>>

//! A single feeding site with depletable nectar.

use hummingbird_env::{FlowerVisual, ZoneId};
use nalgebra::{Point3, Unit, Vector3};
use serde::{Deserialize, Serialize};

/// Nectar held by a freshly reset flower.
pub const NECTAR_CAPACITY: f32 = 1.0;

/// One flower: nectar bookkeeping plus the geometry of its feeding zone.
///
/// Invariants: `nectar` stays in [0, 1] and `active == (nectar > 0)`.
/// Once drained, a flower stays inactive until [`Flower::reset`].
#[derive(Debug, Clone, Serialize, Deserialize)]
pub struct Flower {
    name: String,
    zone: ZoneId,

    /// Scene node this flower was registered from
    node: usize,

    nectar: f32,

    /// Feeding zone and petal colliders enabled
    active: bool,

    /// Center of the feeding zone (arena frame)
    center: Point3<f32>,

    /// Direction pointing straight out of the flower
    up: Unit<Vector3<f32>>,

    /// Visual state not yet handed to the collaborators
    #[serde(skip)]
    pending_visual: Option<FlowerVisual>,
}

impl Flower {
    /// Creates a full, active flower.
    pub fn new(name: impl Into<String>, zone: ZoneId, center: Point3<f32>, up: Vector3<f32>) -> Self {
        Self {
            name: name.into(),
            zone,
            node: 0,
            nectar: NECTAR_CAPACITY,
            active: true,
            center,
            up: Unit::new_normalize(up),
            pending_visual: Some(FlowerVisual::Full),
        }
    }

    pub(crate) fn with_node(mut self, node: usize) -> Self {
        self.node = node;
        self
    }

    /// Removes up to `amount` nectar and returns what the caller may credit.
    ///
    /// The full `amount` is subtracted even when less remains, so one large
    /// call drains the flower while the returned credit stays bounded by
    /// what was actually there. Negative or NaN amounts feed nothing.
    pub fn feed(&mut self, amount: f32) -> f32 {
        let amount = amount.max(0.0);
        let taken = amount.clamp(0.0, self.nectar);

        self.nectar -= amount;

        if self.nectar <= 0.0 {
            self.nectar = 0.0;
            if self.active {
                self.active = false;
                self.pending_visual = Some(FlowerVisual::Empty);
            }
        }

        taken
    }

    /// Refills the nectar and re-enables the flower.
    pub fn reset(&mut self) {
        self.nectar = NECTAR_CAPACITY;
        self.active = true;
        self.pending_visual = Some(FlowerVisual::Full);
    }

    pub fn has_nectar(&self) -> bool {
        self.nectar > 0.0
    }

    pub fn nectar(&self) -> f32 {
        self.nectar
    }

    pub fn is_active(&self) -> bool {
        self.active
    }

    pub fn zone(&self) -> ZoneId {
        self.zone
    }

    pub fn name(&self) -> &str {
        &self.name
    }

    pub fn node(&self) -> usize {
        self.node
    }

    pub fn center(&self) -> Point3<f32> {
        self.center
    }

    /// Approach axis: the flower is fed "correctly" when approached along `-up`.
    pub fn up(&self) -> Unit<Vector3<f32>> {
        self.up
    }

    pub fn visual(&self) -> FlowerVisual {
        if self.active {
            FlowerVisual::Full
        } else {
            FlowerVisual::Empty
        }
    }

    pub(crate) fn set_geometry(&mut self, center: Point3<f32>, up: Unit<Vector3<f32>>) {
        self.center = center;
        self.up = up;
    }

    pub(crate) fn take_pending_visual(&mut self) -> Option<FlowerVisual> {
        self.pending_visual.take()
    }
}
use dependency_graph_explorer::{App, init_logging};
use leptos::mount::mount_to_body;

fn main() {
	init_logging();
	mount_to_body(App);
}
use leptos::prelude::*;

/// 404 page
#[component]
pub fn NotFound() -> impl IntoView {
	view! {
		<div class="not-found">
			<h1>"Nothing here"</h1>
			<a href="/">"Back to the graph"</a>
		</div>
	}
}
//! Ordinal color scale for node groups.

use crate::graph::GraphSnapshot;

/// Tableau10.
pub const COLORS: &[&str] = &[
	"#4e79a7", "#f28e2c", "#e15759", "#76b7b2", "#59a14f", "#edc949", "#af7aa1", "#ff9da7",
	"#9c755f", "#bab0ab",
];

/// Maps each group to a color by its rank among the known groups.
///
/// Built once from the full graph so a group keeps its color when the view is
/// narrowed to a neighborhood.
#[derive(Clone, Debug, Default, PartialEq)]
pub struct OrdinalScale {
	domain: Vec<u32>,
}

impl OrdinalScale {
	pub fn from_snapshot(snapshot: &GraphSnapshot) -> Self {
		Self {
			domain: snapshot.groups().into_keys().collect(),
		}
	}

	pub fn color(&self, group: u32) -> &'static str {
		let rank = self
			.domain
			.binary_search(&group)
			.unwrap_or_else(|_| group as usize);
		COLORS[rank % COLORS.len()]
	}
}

<<

> **Problem to solve**
In the listing above, locate the line containing "was registered from" and the line containing "self.active = false;". Transcribe those two lines and everything between them, exactly as written.

> **Your solution**
    /// Scene node this flower was registered from
    node: usize,

    nectar: f32,

    /// Feeding zone and petal colliders enabled
    active: bool,

    /// Center of the feeding zone (arena frame)
    center: Point3<f32>,

    /// Direction pointing straight out of the flower
    up: Unit<Vector3<f32>>,

    /// Visual state not yet handed to the collaborators
    #[serde(skip)]
    pending_visual: Option<FlowerVisual>,
}

impl Flower {
    /// Creates a full, active flower.
    pub fn new(name: impl Into<String>, zone: ZoneId, center: Point3<f32>, up: Vector3<f32>) -> Self {
        Self {
            name: name.into(),
            zone,
            node: 0,
            nectar: NECTAR_CAPACITY,
            active: true,
            center,
            up: Unit::new_normalize(up),
            pending_visual: Some(FlowerVisual::Full),
        }
    }

    pub(crate) fn with_node(mut self, node: usize) -> Self {
        self.node = node;
        self
    }

    /// Removes up to `amount` nectar and returns what the caller may credit.
    ///
    /// The full `amount` is subtracted even when less remains, so one large
    /// call drains the flower while the returned credit stays bounded by
    /// what was actually there. Negative or NaN amounts feed nothing.
    pub fn feed(&mut self, amount: f32) -> f32 {
        let amount = amount.max(0.0);
        let taken = amount.clamp(0.0, self.nectar);

        self.nectar -= amount;

        if self.nectar <= 0.0 {
            self.nectar = 0.0;
            if self.active {
                self.active = false;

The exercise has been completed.